We broke down the challenge into a single goal: migrate to Next.js, a carbon copy of Docusaurus. This took about 1 week, and we switched to the new Next.js MVP about one month ago. Did you notice?

With the site running on Next, things started to accelerate. For the past month, we’ve had two developers working full-time to build what you see today.

Supabase Docs: v2, built with Next.js

This release adds a few new features:

New design

We’ve started implementing a set of new UI components to help facilitate our growing documentation content. While working on these, we’ve started to also refine how we want to present this information with more care on the smaller things we'd overlooked before, such as panels, buttons and icons.

Better navigation

Landing on a documentation site for a product as large as Supabase can be daunting. There’s a lot to read. The problem is one of discoverability, which even a search interface can’t fix (how do you know what to search if you don’t know what a product can do?).

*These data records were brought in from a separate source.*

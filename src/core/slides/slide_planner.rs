// Turns a flat list of document paragraphs into slides.
//
// Level-one headings start slides, level-two headings become highlighted
// bullets, everything else becomes a plain bullet. Long sections spill into
// continuation slides.

use super::slide_models::{Bullet, DocParagraph, ParagraphKind, Slide, SlideDeck};

pub const MAX_BULLETS_PER_SLIDE: usize = 15;

/// `"intro_to_rust"` -> `"Intro To Rust"`.
pub fn default_title_from_stem(stem: &str) -> String {
    stem.split(|c: char| c == '_' || c.is_whitespace())
        .filter(|word| !word.is_empty())
        .map(|word| {
            let mut chars = word.chars();
            match chars.next() {
                Some(first) => first.to_uppercase().chain(chars.flat_map(char::to_lowercase)).collect(),
                None => String::new(),
            }
        })
        .collect::<Vec<String>>()
        .join(" ")
}

struct Planner {
    slides: Vec<Slide>,
    /// Title the current slide's continuations are named after.
    section_title: String,
    /// The current slide is the implicit first slide and has nothing yet.
    untouched_initial: bool,
}

impl Planner {
    fn new() -> Self {
        Self {
            slides: Vec::new(),
            section_title: String::new(),
            untouched_initial: false,
        }
    }

    fn start_slide(&mut self, title: &str) {
        self.slides.push(Slide::new(title));
        self.section_title = title.to_string();
        self.untouched_initial = false;
    }

    fn push_bullet(&mut self, default_title: &str, bullet: Bullet) {
        if self.slides.is_empty() {
            self.start_slide(default_title);
        }

        let full = self
            .slides
            .last()
            .map_or(false, |s| s.bullets.len() >= MAX_BULLETS_PER_SLIDE);
        if full {
            let title = format!("{} (continuation)", self.section_title);
            self.slides.push(Slide::new(title));
        }

        if let Some(slide) = self.slides.last_mut() {
            slide.bullets.push(bullet);
        }
        self.untouched_initial = false;
    }

    fn heading(&mut self, default_title: &str, text: &str) {
        if self.slides.is_empty() {
            self.start_slide(default_title);
            self.untouched_initial = true;
        }

        if self.untouched_initial {
            if let Some(slide) = self.slides.last_mut() {
                slide.title = text.to_string();
            }
            self.section_title = text.to_string();
            self.untouched_initial = false;
        } else {
            self.start_slide(text);
        }
    }
}

pub fn plan_deck(paragraphs: &[DocParagraph], default_title: &str) -> SlideDeck {
    let mut planner = Planner::new();

    for paragraph in paragraphs {
        let text = paragraph.text.trim();
        if text.is_empty() {
            continue;
        }

        match paragraph.kind {
            ParagraphKind::Heading1 => planner.heading(default_title, text),
            ParagraphKind::Heading2 => planner.push_bullet(
                default_title,
                Bullet {
                    text: text.to_string(),
                    highlight: true,
                },
            ),
            ParagraphKind::Body => planner.push_bullet(
                default_title,
                Bullet {
                    text: text.to_string(),
                    highlight: false,
                },
            ),
        }
    }

    if planner.slides.is_empty() {
        planner.start_slide(default_title);
    }

    SlideDeck {
        title: default_title.to_string(),
        slides: planner.slides,
    }
}

#[cfg(test)]
mod tests {
    use super::*;

    fn h1(text: &str) -> DocParagraph {
        DocParagraph::new(ParagraphKind::Heading1, text)
    }

    fn h2(text: &str) -> DocParagraph {
        DocParagraph::new(ParagraphKind::Heading2, text)
    }

    fn titles(deck: &SlideDeck) -> Vec<&str> {
        deck.slides.iter().map(|s| s.title.as_str()).collect()
    }

    #[test]
    fn test_default_title_from_stem() {
        assert_eq!(default_title_from_stem("intro_to_rust"), "Intro To Rust");
        assert_eq!(default_title_from_stem("SAFETY_rules"), "Safety Rules");
        assert_eq!(default_title_from_stem("__x__"), "X");
    }

    #[test]
    fn test_empty_document_has_one_slide() {
        let deck = plan_deck(&[DocParagraph::body("  "), DocParagraph::body("")], "Deck");
        assert_eq!(titles(&deck), vec!["Deck"]);
        assert!(deck.slides[0].bullets.is_empty());
    }

    #[test]
    fn test_leading_heading_retitles_initial_slide() {
        let deck = plan_deck(&[h1("Intro"), DocParagraph::body("hello")], "Deck");
        assert_eq!(titles(&deck), vec!["Intro"]);
        assert_eq!(deck.slides[0].bullets.len(), 1);
    }

    #[test]
    fn test_body_before_heading_keeps_default_slide() {
        let deck = plan_deck(
            &[
                DocParagraph::body("preface"),
                h1("Part 1"),
                h2("Sub"),
                DocParagraph::body("text"),
                h1("Part 2"),
            ],
            "Deck",
        );

        assert_eq!(titles(&deck), vec!["Deck", "Part 1", "Part 2"]);
        assert_eq!(
            deck.slides[1].bullets,
            vec![
                Bullet {
                    text: "Sub".to_string(),
                    highlight: true
                },
                Bullet {
                    text: "text".to_string(),
                    highlight: false
                },
            ]
        );
        assert!(deck.slides[2].bullets.is_empty());
    }

    #[test]
    fn test_overflow_creates_continuation_slides() {
        let mut paragraphs = vec![h1("Rules")];
        for i in 0..(MAX_BULLETS_PER_SLIDE * 2 + 1) {
            paragraphs.push(DocParagraph::body(format!("rule {}", i)));
        }

        let deck = plan_deck(&paragraphs, "Deck");

        assert_eq!(
            titles(&deck),
            vec!["Rules", "Rules (continuation)", "Rules (continuation)"]
        );
        assert_eq!(deck.slides[0].bullets.len(), MAX_BULLETS_PER_SLIDE);
        assert_eq!(deck.slides[1].bullets.len(), MAX_BULLETS_PER_SLIDE);
        assert_eq!(deck.slides[2].bullets.len(), 1);
        assert_eq!(deck.slides[2].bullets[0].text, "rule 30");
    }

    #[test]
    fn test_exactly_max_bullets_fits_one_slide() {
        let paragraphs: Vec<_> = (0..MAX_BULLETS_PER_SLIDE)
            .map(|i| DocParagraph::body(format!("b{}", i)))
            .collect();
        let deck = plan_deck(&paragraphs, "Deck");
        assert_eq!(deck.slides.len(), 1);
    }
}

To solve this, we built everything into a single sidebar. From a glance, you can see everything we offer without clicking three-levels-deep into a maze of content. For a first-time reader, you should never feel lost in the docs.

Inspiration: Airwallex

Better reference docs

Previously when browsing through our reference docs, each function lived on a separate page. This release changes that behaviour - the new layout has all of a library’s functions on one page. This promotes discoverability within a single tool. Developers have the ability to use the search bar or they can just cmd+f in their browser.

We’ve also re-engineered how our reference docs are generated from typedoc, so it’s easier for contributors and our own team members to edit and add to Supabase documentation.

Inspiration: Stripe.

What’s next

With this foundation, we hope to re-imagine what a documentation experience can be. Some things we’re working on:

Fully integrated experience

  • Unified Authentication: If you’re logged into the Dashboard, then you’re logged into Supabase docs. That means personalization and project-specific documentation. No more placeholders like “SUPABASE_URL". We will add URLs and Keys for the project you’ve selected, making it easier to copy and run code snippets.
  • Auto docs: We may also move AutoDocs (currently in the dashboard) into the main Docs website. Reference docs are then just, reference docs, but you can see it in context with the table/schema you're interested in.

Runnable code blocks

With Postgres WASM, you could run code examples against a full Postgres database (in the browser).

Tutorials

In the background, we’ve been working with the creator of CodeHike, sponsoring him to re-imagine what a fully interactive tutorial for Supabase could look like.

We’re happy users of Algolia search and their extremely generous Open Source plan. That said, we’re a Postgres company, and it would only be right for us to dog-food (and help to improve) all the features that Postgres have to offer. We hope to go deep in Postgres FTS (small hint: check back on Friday for a search-related announcement).

More (and less!) content

Docs are more than just the tech behind them. The goal of docs is to give you, the developer, everything you need to learn Supabase - no matter your level of knowledge. In some areas, our docs are too verbose. In most areas, they are too sparse. Our new docs give us the foundation to solve both of these problems so that you spend less time in our docs, and more time shipping your product.